__Data entries__.
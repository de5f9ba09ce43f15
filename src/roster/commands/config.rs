use crate::commands::{CmdMessage, CmdResult, RosterPaths};
use crate::config::{unknown_key, RosterConfig};
use crate::error::Result;
use crate::model::Scope;

#[derive(Debug, Clone)]
pub enum ConfigAction {
    ShowAll,
    ShowKey(String),
    Set(String, String),
}

/// Reads or changes the `config.json` of `scope`. Unknown keys and bad
/// values are errors and leave the file as it was.
pub fn run(paths: &RosterPaths, scope: Scope, action: ConfigAction) -> Result<CmdResult> {
    let dir = paths.scope_dir(scope)?;
    let mut config = RosterConfig::load(&dir)?;

    let message = match action {
        ConfigAction::ShowAll => return Ok(CmdResult::default().with_config(config)),
        ConfigAction::ShowKey(key) => {
            CmdMessage::info(config.get(&key).ok_or_else(|| unknown_key(&key))?)
        }
        ConfigAction::Set(key, value) => {
            config.set(&key, &value)?;
            config.save(&dir)?;
            tracing::debug!(%key, dir = %dir.display(), "config updated");
            let shown = config.get(&key).unwrap_or(value);
            CmdMessage::success(format!("{} set to {}", key, shown))
        }
    };

    let mut result = CmdResult::default();
    result.add_message(message);
    Ok(result)
}

#[cfg(test)]
mod tests {
    use super::*;
    use crate::commands::MessageLevel;
    use crate::error::RosterError;
    use tempfile::TempDir;

    fn paths() -> (TempDir, RosterPaths) {
        let dir = TempDir::new().unwrap();
        let paths = RosterPaths {
            project: Some(dir.path().join(".roster")),
            global: dir.path().join("global"),
        };
        (dir, paths)
    }

    #[test]
    fn set_persists_to_scope_dir() {
        let (_dir, paths) = paths();
        let action = ConfigAction::Set("max-gpa".into(), "4.0".into());
        let result = run(&paths, Scope::Project, action).unwrap();

        assert_eq!(result.messages[0].level, MessageLevel::Success);
        assert_eq!(result.messages[0].content, "max-gpa set to 4");
        let project = paths.scope_dir(Scope::Project).unwrap();
        assert_eq!(RosterConfig::load(project).unwrap().max_gpa, Some(4.0));

        let global = paths.scope_dir(Scope::Global).unwrap();
        assert_eq!(RosterConfig::load(global).unwrap().max_gpa, None);
    }

    #[test]
    fn show_key_returns_value() {
        let (_dir, paths) = paths();
        let result = run(&paths, Scope::Global, ConfigAction::ShowKey("max-gpa".into())).unwrap();
        assert_eq!(result.messages[0].content, "none");
    }

    #[test]
    fn unknown_key_is_an_api_error() {
        let (_dir, paths) = paths();
        let err = run(&paths, Scope::Global, ConfigAction::ShowKey("color".into())).unwrap_err();
        assert!(matches!(err, RosterError::Api(ref m) if m == "Unknown config key: color"));

        let action = ConfigAction::Set("color".into(), "red".into());
        assert!(matches!(
            run(&paths, Scope::Global, action),
            Err(RosterError::Api(_))
        ));
    }

    #[test]
    fn bad_value_is_an_error_and_writes_nothing() {
        let (_dir, paths) = paths();
        let action = ConfigAction::Set("max-gpa".into(), "abc".into());
        let err = run(&paths, Scope::Project, action).unwrap_err();
        assert_eq!(err.to_string(), "Api Error: Invalid max-gpa: abc");

        let project = paths.scope_dir(Scope::Project).unwrap();
        assert!(!project.join("config.json").exists());
    }

    #[test]
    fn show_all_returns_config() {
        let (_dir, paths) = paths();
        let result = run(&paths, Scope::Project, ConfigAction::ShowAll).unwrap();
        assert_eq!(result.config, Some(RosterConfig::default()));
    }

    #[test]
    fn missing_project_scope_is_a_store_error() {
        let paths = RosterPaths {
            project: None,
            global: std::env::temp_dir(),
        };
        assert!(matches!(
            run(&paths, Scope::Project, ConfigAction::ShowAll),
            Err(RosterError::Store(_))
        ));
    }
}
use crate::config::RosterConfig;
use crate::error::{RosterError, Result};
use crate::model::{Scope, Student};
use std::path::PathBuf;

pub mod add;
pub mod config;
pub mod delete;
pub mod list;
pub mod search;
pub mod sort;
pub mod update;
pub mod view;

#[derive(Debug, Clone)]
pub struct RosterPaths {
    pub project: Option<PathBuf>,
    pub global: PathBuf,
}

impl RosterPaths {
    pub fn scope_dir(&self, scope: Scope) -> Result<PathBuf> {
        match scope {
            Scope::Project => self
                .project
                .clone()
                .ok_or_else(|| RosterError::Store("Project scope is not available".to_string())),
            Scope::Global => Ok(self.global.clone()),
        }
    }
}

#[derive(Debug, Clone, PartialEq, Eq)]
pub enum MessageLevel {
    Info,
    Success,
    Warning,
}

#[derive(Debug, Clone)]
pub struct CmdMessage {
    pub level: MessageLevel,
    pub content: String,
}

impl CmdMessage {
    pub fn info(content: impl Into<String>) -> Self {
        Self {
            level: MessageLevel::Info,
            content: content.into(),
        }
    }

    pub fn success(content: impl Into<String>) -> Self {
        Self {
            level: MessageLevel::Success,
            content: content.into(),
        }
    }

    pub fn warning(content: impl Into<String>) -> Self {
        Self {
            level: MessageLevel::Warning,
            content: content.into(),
        }
    }
}

#[derive(Debug, Default)]
pub struct CmdResult {
    pub affected: Vec<Student>,
    pub listed: Vec<Student>,
    pub config: Option<RosterConfig>,
    pub messages: Vec<CmdMessage>,
}

impl CmdResult {
    pub fn add_message(&mut self, message: CmdMessage) {
        self.messages.push(message);
    }

    pub fn with_affected(mut self, students: Vec<Student>) -> Self {
        self.affected = students;
        self
    }

    pub fn with_listed(mut self, students: Vec<Student>) -> Self {
        self.listed = students;
        self
    }

    pub fn with_config(mut self, config: RosterConfig) -> Self {
        self.config = Some(config);
        self
    }
}

/// Field changes for `update`. `None` keeps the current value.
#[derive(Debug, Clone, Default)]
pub struct StudentPatch {
    pub name: Option<String>,
    pub roll: Option<String>,
    pub department: Option<String>,
    pub gpa: Option<f64>,
    pub contact: Option<String>,
}

impl StudentPatch {
    pub fn is_empty(&self) -> bool {
        self.name.is_none()
            && self.roll.is_none()
            && self.department.is_none()
            && self.gpa.is_none()
            && self.contact.is_none()
    }

    pub fn apply(&self, mut student: Student) -> Student {
        if let Some(name) = &self.name {
            student.name = name.clone();
        }
        if let Some(roll) = &self.roll {
            student.roll = roll.clone();
        }
        if let Some(department) = &self.department {
            student.department = department.clone();
        }
        if let Some(gpa) = self.gpa {
            student.gpa = gpa;
        }
        if let Some(contact) = &self.contact {
            student.contact = contact.clone();
        }
        student
    }
}

/// Query results get a hint when nothing matched.
pub(crate) fn listing(students: Vec<Student>) -> CmdResult {
    let mut result = CmdResult::default();
    if students.is_empty() {
        result.add_message(CmdMessage::info("No students found."));
    }
    result.with_listed(students)
}
//! # Roster
//!
//! [`Roster`] is the single owner of the student records. It keeps the full
//! ordered collection in memory, and writes the whole collection back through
//! its [`DataStore`] after every successful mutation. Reads never touch the
//! backend.
//!
//! Order is insertion order until a sort runs; after that the sorted order is
//! what gets persisted and reloaded.
//!
//! If a save fails, the in-memory change is kept and the I/O error is
//! returned, so the caller can report it and carry on.

use crate::error::{RosterError, Result};
use crate::model::{SortOrder, Student};
use crate::store::DataStore;
use std::cmp::Ordering;

pub struct Roster<S: DataStore> {
    store: S,
    students: Vec<Student>,
    max_gpa: Option<f64>,
}

impl<S: DataStore> Roster<S> {
    /// Build a roster and load whatever the store holds.
    ///
    /// A store that cannot be read yields an empty roster; the failure is
    /// logged, not returned.
    pub fn open(store: S) -> Self {
        let mut roster = Self {
            store,
            students: Vec::new(),
            max_gpa: None,
        };
        if let Err(e) = roster.load() {
            tracing::warn!(error = %e, "could not load records, starting empty");
        }
        roster
    }

    /// Reject GPAs outside `0.0..=max` on add and update. `None` accepts any
    /// value.
    pub fn with_max_gpa(mut self, max_gpa: Option<f64>) -> Self {
        self.max_gpa = max_gpa;
        self
    }

    pub fn store(&self) -> &S {
        &self.store
    }

    pub fn len(&self) -> usize {
        self.students.len()
    }

    pub fn is_empty(&self) -> bool {
        self.students.is_empty()
    }

    pub fn load(&mut self) -> Result<()> {
        self.students.clear();
        self.students = self.store.load()?;
        Ok(())
    }

    pub fn save(&mut self) -> Result<()> {
        self.store.save(&self.students)
    }

    pub fn roll_exists(&self, roll: &str) -> bool {
        self.position(roll).is_some()
    }

    pub fn add(&mut self, student: Student) -> Result<()> {
        if self.roll_exists(&student.roll) {
            return Err(RosterError::DuplicateRoll(student.roll));
        }
        self.check_gpa(student.gpa)?;

        tracing::info!(roll = %student.roll, "adding student");
        self.students.push(student);
        self.save()
    }

    pub fn view_all(&self) -> Vec<Student> {
        self.students.clone()
    }

    pub fn view_by_roll(&self, roll: &str) -> Option<Student> {
        self.students.iter().find(|s| s.roll == roll).cloned()
    }

    /// Replace the record holding `roll` with `student`, roll included.
    ///
    /// Changing the roll to one held by another record is rejected.
    pub fn update(&mut self, roll: &str, student: Student) -> Result<()> {
        let idx = self
            .position(roll)
            .ok_or_else(|| RosterError::StudentNotFound(roll.to_string()))?;

        if student.roll != roll && self.roll_exists(&student.roll) {
            return Err(RosterError::DuplicateRoll(student.roll));
        }
        self.check_gpa(student.gpa)?;

        tracing::info!(roll, new_roll = %student.roll, "updating student");
        self.students[idx] = student;
        self.save()
    }

    pub fn delete(&mut self, roll: &str) -> Result<Student> {
        let idx = self
            .position(roll)
            .ok_or_else(|| RosterError::StudentNotFound(roll.to_string()))?;

        tracing::info!(roll, "deleting student");
        let removed = self.students.remove(idx);
        self.save()?;
        Ok(removed)
    }

    pub fn search_by_name(&self, part: &str) -> Vec<Student> {
        self.filtered(|s| s.name.contains(part))
    }

    pub fn search_by_department(&self, part: &str) -> Vec<Student> {
        self.filtered(|s| s.department.contains(part))
    }

    /// Stable sort on GPA; equal GPAs keep their current relative order.
    pub fn sort_by_gpa(&mut self, order: SortOrder) -> Result<()> {
        self.sort_with(order, |a, b| a.gpa.total_cmp(&b.gpa))
    }

    /// Stable lexicographic sort on roll.
    pub fn sort_by_roll(&mut self, order: SortOrder) -> Result<()> {
        self.sort_with(order, |a, b| a.roll.cmp(&b.roll))
    }

    fn sort_with<F>(&mut self, order: SortOrder, cmp: F) -> Result<()>
    where
        F: Fn(&Student, &Student) -> Ordering,
    {
        match order {
            SortOrder::Ascending => self.students.sort_by(|a, b| cmp(a, b)),
            SortOrder::Descending => self.students.sort_by(|a, b| cmp(b, a)),
        }
        tracing::debug!(?order, "sorted records");
        self.save()
    }

    fn position(&self, roll: &str) -> Option<usize> {
        self.students.iter().position(|s| s.roll == roll)
    }

    fn filtered<P>(&self, predicate: P) -> Vec<Student>
    where
        P: Fn(&Student) -> bool,
    {
        self.students
            .iter()
            .filter(|s| predicate(s))
            .cloned()
            .collect()
    }

    fn check_gpa(&self, gpa: f64) -> Result<()> {
        if !gpa.is_finite() {
            return Err(RosterError::InvalidGpa(gpa));
        }
        match self.max_gpa {
            Some(max) if !(0.0..=max).contains(&gpa) => Err(RosterError::InvalidGpa(gpa)),
            _ => Ok(()),
        }
    }
}
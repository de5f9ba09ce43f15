use crate::commands::{listing, CmdResult};
use crate::error::Result;
use crate::roster::Roster;
use crate::store::DataStore;

#[derive(Debug, Clone, Copy, PartialEq, Eq)]
pub enum SearchField {
    Name,
    Department,
}

pub fn run<S: DataStore>(roster: &Roster<S>, field: SearchField, term: &str) -> Result<CmdResult> {
    let hits = match field {
        SearchField::Name => roster.search_by_name(term),
        SearchField::Department => roster.search_by_department(term),
    };
    Ok(listing(hits))
}
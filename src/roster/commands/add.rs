use crate::commands::{CmdMessage, CmdResult};
use crate::error::Result;
use crate::model::Student;
use crate::roster::Roster;
use crate::store::DataStore;

pub fn run<S: DataStore>(roster: &mut Roster<S>, student: Student) -> Result<CmdResult> {
    roster.add(student.clone())?;

    let mut result = CmdResult::default();
    result.add_message(CmdMessage::success(format!(
        "Student added ({}): {}",
        student.roll, student.name
    )));
    Ok(result.with_affected(vec![student]))
}
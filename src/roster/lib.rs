//! # Roster Architecture
//!
//! Roster is a small student-record library with a command-line client. The
//! records live in one plain text file, one student per line.
//!
//! ```text
//! ┌─────────────────────────────────────────────────────────────┐
//! │  CLI (main.rs, args.rs, print.rs)                           │
//! │  - Parses arguments, renders tables/JSON, sets exit codes   │
//! └─────────────────────────────────────────────────────────────┘
//!                              │
//!                              ▼
//! ┌─────────────────────────────────────────────────────────────┐
//! │  API Layer (api.rs)                                         │
//! │  - Thin facade over commands                                │
//! └─────────────────────────────────────────────────────────────┘
//!                              │
//!                              ▼
//! ┌─────────────────────────────────────────────────────────────┐
//! │  Command Layer (commands/*.rs)                              │
//! │  - Turns roster outcomes into results and messages          │
//! └─────────────────────────────────────────────────────────────┘
//!                              │
//!                              ▼
//! ┌─────────────────────────────────────────────────────────────┐
//! │  Roster (roster.rs)                                         │
//! │  - Owns the ordered records; CRUD, search, sort             │
//! │  - Rewrites the whole store after every mutation            │
//! └─────────────────────────────────────────────────────────────┘
//!                              │
//!                              ▼
//! ┌─────────────────────────────────────────────────────────────┐
//! │  Storage Layer (store/)                                     │
//! │  - DataStore trait                                          │
//! │  - FileStore (production), InMemoryStore (testing)          │
//! └─────────────────────────────────────────────────────────────┘
//! ```
//!
//! From `api.rs` inward, code never writes to stdout/stderr and never exits
//! the process. Diagnostics go through `tracing`; the binary decides where
//! they end up (see [`logging`]).
//!
//! ## Module Overview
//!
//! - [`api`]: The API facade
//! - [`commands`]: One module per user operation
//! - [`roster`]: The record collection and its operations
//! - [`store`]: Storage abstraction and implementations
//! - [`model`]: `Student`, `Scope`, `SortOrder`
//! - [`codec`]: Line format (delimiter splitting and quoting)
//! - [`config`]: Per-scope configuration
//! - [`error`]: Error types
//! - [`logging`]: Subscriber setup for binaries

pub mod api;
pub mod codec;
pub mod commands;
pub mod config;
pub mod error;
pub mod logging;
pub mod model;
pub mod roster;
pub mod store;
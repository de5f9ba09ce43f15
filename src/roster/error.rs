use thiserror::Error;

#[derive(Error, Debug)]
pub enum RosterError {
    #[error("Student not found: {0}")]
    StudentNotFound(String),

    #[error("Roll number already exists: {0}")]
    DuplicateRoll(String),

    #[error("GPA out of range: {0}")]
    InvalidGpa(f64),

    #[error("IO error: {0}")]
    Io(#[from] std::io::Error),

    #[error("Serialization error: {0}")]
    Serialization(#[from] serde_json::Error),

    #[error("Store error: {0}")]
    Store(String),

    #[error("Api Error: {0}")]
    Api(String),
}

pub type Result<T> = std::result::Result<T, RosterError>;
use colored::Colorize;
use roster::api::{CmdMessage, MessageLevel};
use roster::config::RosterConfig;
use roster::error::Result;
use roster::model::Student;
use unicode_width::{UnicodeWidthChar, UnicodeWidthStr};

const NAME_WIDTH: usize = 20;
const ROLL_WIDTH: usize = 12;
const DEPT_WIDTH: usize = 15;
const GPA_WIDTH: usize = 6;
const CONTACT_WIDTH: usize = 20;
const RULE_WIDTH: usize = 73;

pub(crate) fn print_messages(messages: &[CmdMessage]) {
    for message in messages {
        match message.level {
            MessageLevel::Info => println!("{}", message.content.dimmed()),
            MessageLevel::Success => println!("{}", message.content.green()),
            MessageLevel::Warning => println!("{}", message.content.yellow()),
        }
    }
}

pub(crate) fn print_students(students: &[Student]) {
    if students.is_empty() {
        return;
    }

    let header = [
        pad("Name", NAME_WIDTH),
        pad("Roll", ROLL_WIDTH),
        pad("Department", DEPT_WIDTH),
        pad("GPA", GPA_WIDTH),
        pad("Contact", CONTACT_WIDTH),
    ]
    .concat();
    println!("{}", header.trim_end().bold());
    println!("{}", "-".repeat(RULE_WIDTH));

    for student in students {
        println!("{}", format_row(student).trim_end());
    }
}

pub(crate) fn print_json(students: &[Student]) -> Result<()> {
    println!("{}", serde_json::to_string_pretty(students)?);
    Ok(())
}

pub(crate) fn print_config(config: &RosterConfig) {
    for (key, value) in config.entries() {
        println!("{} = {}", key, value);
    }
}

fn format_row(student: &Student) -> String {
    [
        pad(&student.name, NAME_WIDTH),
        pad(&student.roll, ROLL_WIDTH),
        pad(&student.department, DEPT_WIDTH),
        pad(&student.gpa.to_string(), GPA_WIDTH),
        pad(&student.contact, CONTACT_WIDTH),
    ]
    .concat()
}

/// Left-align `s` in a column of `width` cells, truncating with an ellipsis
/// and always leaving one cell of separation.
fn pad(s: &str, width: usize) -> String {
    let cell = truncate_to_width(s, width.saturating_sub(1));
    let padding = width.saturating_sub(cell.width());
    format!("{}{}", cell, " ".repeat(padding))
}

fn truncate_to_width(s: &str, max_width: usize) -> String {
    if s.width() <= max_width {
        return s.to_string();
    }

    let mut result = String::new();
    let mut current_width = 0;

    for c in s.chars() {
        let char_width = c.width().unwrap_or(0);
        if current_width + char_width > max_width.saturating_sub(1) {
            result.push('…');
            return result;
        }
        result.push(c);
        current_width += char_width;
    }

    result
}
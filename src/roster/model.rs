use crate::codec::{join_fields, split_fields};
use serde::{Deserialize, Serialize};

#[derive(Debug, Clone, Copy, PartialEq, Eq, Hash, Serialize, Deserialize)]
pub enum Scope {
    Project,
    Global,
}

#[derive(Debug, Clone, Copy, PartialEq, Eq, Default)]
pub enum SortOrder {
    #[default]
    Ascending,
    Descending,
}

/// A single student record. `roll` is the key used for every lookup.
#[derive(Debug, Clone, PartialEq, Default, Serialize, Deserialize)]
pub struct Student {
    pub name: String,
    pub roll: String,
    pub department: String,
    pub gpa: f64,
    pub contact: String,
}

impl Student {
    pub fn new(
        name: impl Into<String>,
        roll: impl Into<String>,
        department: impl Into<String>,
        gpa: f64,
        contact: impl Into<String>,
    ) -> Self {
        Self {
            name: name.into(),
            roll: roll.into(),
            department: department.into(),
            gpa,
            contact: contact.into(),
        }
    }

    /// Encodes the record as one line: `name,roll,department,gpa,contact`.
    pub fn encode(&self) -> String {
        let gpa = self.gpa.to_string();
        join_fields([
            self.name.as_str(),
            self.roll.as_str(),
            self.department.as_str(),
            gpa.as_str(),
            self.contact.as_str(),
        ])
    }

    /// Decodes a line produced by [`Student::encode`].
    ///
    /// Missing trailing fields keep their defaults and extra fields are
    /// ignored. A GPA that is empty or not a finite number reads as `0.0`.
    pub fn decode(line: &str) -> Self {
        let mut student = Student::default();
        let mut fields = split_fields(line).into_iter();

        if let Some(name) = fields.next() {
            student.name = name;
        }
        if let Some(roll) = fields.next() {
            student.roll = roll;
        }
        if let Some(department) = fields.next() {
            student.department = department;
        }
        if let Some(gpa) = fields.next() {
            student.gpa = parse_gpa(&gpa, &student.roll);
        }
        if let Some(contact) = fields.next() {
            student.contact = contact;
        }

        student
    }
}

fn parse_gpa(raw: &str, roll: &str) -> f64 {
    let trimmed = raw.trim();
    if trimmed.is_empty() {
        return 0.0;
    }
    match trimmed.parse::<f64>() {
        Ok(gpa) if gpa.is_finite() => gpa,
        _ => {
            tracing::warn!(roll, value = raw, "unreadable GPA, using 0.0");
            0.0
        }
    }
}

__TASK REQUIREMENTS__. Scan the data above. Return every line with "save" in it.

__ANSWER TO THIS EXERCISE__.
            config.save(&dir)?;
//! If a save fails, the in-memory change is kept and the I/O error is
    pub fn save(&mut self) -> Result<()> {
        self.store.save(&self.students)
        self.save()
        self.save()
        self.save()?;
        self.save()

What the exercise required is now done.